▶ [PROBLEM DETAILS]: Retrieve every line from the records in which the word "runtime" occurs.

▶ [SOURCE DATA]:
+++

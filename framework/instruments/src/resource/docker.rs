use std::env;
use std::path::PathBuf;
use std::time::Duration;

use anyhow::{bail, Context};
use serde::Deserialize;

use model_tunnel_core::prelude::SampleError;

use super::{parse_percent, ResourceSampler, ResourceUsage};

/// Environment variable to override the path to the docker binary used to query container stats.
pub const MT_DOCKER_PATH_ENV: &str = "MT_DOCKER_PATH";

/// Get the path to the docker binary.
///
/// If the [`MT_DOCKER_PATH_ENV`] environment variable is set, its value is used as the path to
/// the docker binary. Otherwise `docker` is looked up in the user's `PATH`.
pub fn docker_path() -> anyhow::Result<PathBuf> {
    match env::var(MT_DOCKER_PATH_ENV).ok().as_deref() {
        Some("") => {
            bail!("'{MT_DOCKER_PATH_ENV}' set to empty string");
        }
        Some("docker") | None => {
            log::debug!("'{MT_DOCKER_PATH_ENV}' is not a path so looking in user's 'PATH'");
            which::which("docker").with_context(|| {
                format!(
                    "docker binary not found in PATH. Please install docker or set '{MT_DOCKER_PATH_ENV}' to the correct path."
                )
            })
        }
        Some(path) => {
            let docker_path = PathBuf::from(path);
            if !docker_path.exists() {
                bail!(
                    "Path to docker binary overwritten with '{MT_DOCKER_PATH_ENV}={path}' but that path doesn't exist",
                    path = docker_path.display()
                );
            }
            Ok(docker_path)
        }
    }
}

/// How long one `docker stats` call may take before the reading is dropped.
const DEFAULT_STATS_TIMEOUT: Duration = Duration::from_secs(10);

/// Samples containers with `docker stats <target> --no-stream --format {{json .}}`.
///
/// Each call blocks on its own single-threaded runtime, so it must not be made from async code.
#[derive(Debug, Clone)]
pub struct DockerStatsSampler {
    binary: PathBuf,
    timeout: Duration,
}

#[derive(Debug, Deserialize)]
struct DockerStats {
    #[serde(rename = "CPUPerc")]
    cpu_perc: String,
    #[serde(rename = "MemPerc")]
    mem_perc: String,
}

impl DockerStatsSampler {
    /// Create a sampler using the docker binary found by [docker_path].
    pub fn new() -> anyhow::Result<Self> {
        Ok(Self::with_binary(docker_path()?))
    }

    pub fn with_binary(binary: impl Into<PathBuf>) -> Self {
        Self {
            binary: binary.into(),
            timeout: DEFAULT_STATS_TIMEOUT,
        }
    }

    /// Give up on a stats call after `timeout`. The docker process is killed.
    pub fn with_timeout(mut self, timeout: Duration) -> Self {
        self.timeout = timeout;
        self
    }
}

impl ResourceSampler for DockerStatsSampler {
    fn sample(&self, target: &str) -> Result<ResourceUsage, SampleError> {
        let spawn_error = |source: std::io::Error| SampleError::Spawn {
            target: target.to_string(),
            source,
        };

        let runtime = tokio::runtime::Builder::new_current_thread()
            .enable_all()
            .build()
            .map_err(spawn_error)?;

        let mut command = tokio::process::Command::new(&self.binary);
        command
            .args(["stats", target, "--no-stream", "--format", "{{json .}}"])
            .kill_on_drop(true);

        let output = runtime
            .block_on(tokio::time::timeout(self.timeout, command.output()))
            .map_err(|_| SampleError::TimedOut {
                target: target.to_string(),
                limit: self.timeout,
            })?
            .map_err(spawn_error)?;

        if !output.status.success() {
            return Err(SampleError::CommandFailed {
                target: target.to_string(),
                status: output.status,
                stderr: String::from_utf8_lossy(&output.stderr).trim().to_string(),
            });
        }

        let stdout = String::from_utf8_lossy(&output.stdout);
        parse_stats(target, &stdout)
    }
}

fn parse_stats(target: &str, payload: &str) -> Result<ResourceUsage, SampleError> {
    let malformed = |reason: String| SampleError::Malformed {
        target: target.to_string(),
        reason,
    };

    let line = payload
        .lines()
        .map(str::trim)
        .find(|l| !l.is_empty())
        .ok_or_else(|| malformed("empty output".to_string()))?;

    let stats: DockerStats = serde_json::from_str(line).map_err(|e| malformed(e.to_string()))?;

    Ok(ResourceUsage {
        cpu_percent: parse_percent(&stats.cpu_perc).map_err(malformed)?,
        mem_percent: parse_percent(&stats.mem_perc).map_err(malformed)?,
    })
}

#[cfg(test)]
mod tests {
    #[cfg(unix)]
    use std::os::unix::fs::PermissionsExt as _;
    use std::path::Path;

    use parking_lot::Mutex;
    use tempfile::{NamedTempFile, TempDir};

    use super::*;

    // Tests in this module change process-wide environment variables.
    static ENV_LOCK: Mutex<()> = Mutex::new(());

    #[cfg(unix)]
    fn write_script(dir: &Path, name: &str, body: &str) -> PathBuf {
        let path = dir.join(name);
        std::fs::write(&path, format!("#!/bin/sh\n{body}\n")).unwrap();
        let mut perms = std::fs::metadata(&path).unwrap().permissions();
        perms.set_mode(0o755);
        std::fs::set_permissions(&path, perms).unwrap();
        path
    }

    #[test]
    fn parses_docker_stats_payload() {
        let payload = r#"{"BlockIO":"0B / 0B","CPUPerc":"12.50%","Container":"mongodb","MemPerc":"3.25%","Name":"mongodb"}"#;
        let usage = parse_stats("mongodb", payload).unwrap();
        assert_eq!(12.5, usage.cpu_percent);
        assert_eq!(3.25, usage.mem_percent);
    }

    #[test]
    fn rejects_malformed_payloads() {
        for payload in [
            "",
            "not json",
            r#"{"CPUPerc":"1.0%"}"#,
            r#"{"CPUPerc":"--","MemPerc":"--"}"#,
        ] {
            let result = parse_stats("neo4j", payload);
            assert!(
                matches!(result, Err(SampleError::Malformed { .. })),
                "payload {payload:?} gave {result:?}"
            );
        }
    }

    #[test]
    fn missing_binary_is_a_spawn_error() {
        let sampler = DockerStatsSampler::with_binary("/non/existent/path/to/docker");
        assert!(matches!(
            sampler.sample("mongodb"),
            Err(SampleError::Spawn { .. })
        ));
    }

    #[cfg(unix)]
    #[test]
    fn samples_through_docker_binary() {
        let temp = TempDir::new().unwrap();
        let script = write_script(
            temp.path(),
            "docker",
            r#"echo '{"CPUPerc":"7.10%","MemPerc":"0.42%"}'"#,
        );

        let usage = DockerStatsSampler::with_binary(script)
            .sample("objective_dewdney")
            .unwrap();
        assert_eq!(7.1, usage.cpu_percent);
        assert_eq!(0.42, usage.mem_percent);
    }

    #[cfg(unix)]
    #[test]
    fn non_zero_exit_is_command_failed() {
        let temp = TempDir::new().unwrap();
        let script = write_script(
            temp.path(),
            "docker",
            "echo 'Error: No such container: neo4j' >&2\nexit 1",
        );

        let result = DockerStatsSampler::with_binary(script).sample("neo4j");
        match result {
            Err(SampleError::CommandFailed { stderr, .. }) => {
                assert_eq!("Error: No such container: neo4j", stderr)
            }
            other => panic!("expected CommandFailed, got {other:?}"),
        }
    }

    #[cfg(unix)]
    #[test]
    fn hung_docker_call_times_out() {
        let temp = TempDir::new().unwrap();
        let script = write_script(temp.path(), "docker", "exec sleep 30");

        let started = std::time::Instant::now();
        let result = DockerStatsSampler::with_binary(script)
            .with_timeout(Duration::from_millis(200))
            .sample("arangodb");

        assert!(
            matches!(result, Err(SampleError::TimedOut { .. })),
            "expected TimedOut, got {result:?}"
        );
        assert!(started.elapsed() < Duration::from_secs(10));
    }

    #[test]
    fn test_should_not_get_docker_path_if_not_exist() {
        let _guard = ENV_LOCK.lock();
        env::set_var(MT_DOCKER_PATH_ENV, "/non/existent/path/to/docker");
        let result = docker_path();
        env::remove_var(MT_DOCKER_PATH_ENV);
        assert!(result.is_err());
    }

    #[test]
    fn test_should_get_docker_path_from_env() {
        let _guard = ENV_LOCK.lock();
        let temp = NamedTempFile::new().expect("failed to create temp file");
        let test_path = temp.path().to_str().expect("failed to get temp file path");
        env::set_var(MT_DOCKER_PATH_ENV, test_path);
        let result = docker_path();
        env::remove_var(MT_DOCKER_PATH_ENV);
        assert_eq!(result.expect("failed to get docker path"), PathBuf::from(test_path));
    }

    #[cfg(unix)]
    #[test]
    fn test_should_get_default_docker_path() {
        let _guard = ENV_LOCK.lock();
        let temp = TempDir::new().unwrap();
        let docker_file_path = write_script(temp.path(), "docker", "exit 0");

        let old_path = env::var_os("PATH");
        env::set_var("PATH", temp.path());
        env::remove_var(MT_DOCKER_PATH_ENV);

        let result = docker_path();
        if let Some(old_path) = old_path {
            env::set_var("PATH", old_path);
        }

        assert_eq!(result.expect("failed to get docker path"), docker_file_path);
    }

    #[test]
    fn test_should_not_get_default_docker_path() {
        let _guard = ENV_LOCK.lock();
        let temp = TempDir::new().unwrap();

        let old_path = env::var_os("PATH");
        env::set_var("PATH", temp.path());
        env::remove_var(MT_DOCKER_PATH_ENV);

        let result = docker_path();
        if let Some(old_path) = old_path {
            env::set_var("PATH", old_path);
        }

        assert!(result.is_err());
    }
}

+++

▶ [SOLUTION]:
/// Each call blocks on its own single-threaded runtime, so it must not be made from async code.
        let runtime = tokio::runtime::Builder::new_current_thread()
        let output = runtime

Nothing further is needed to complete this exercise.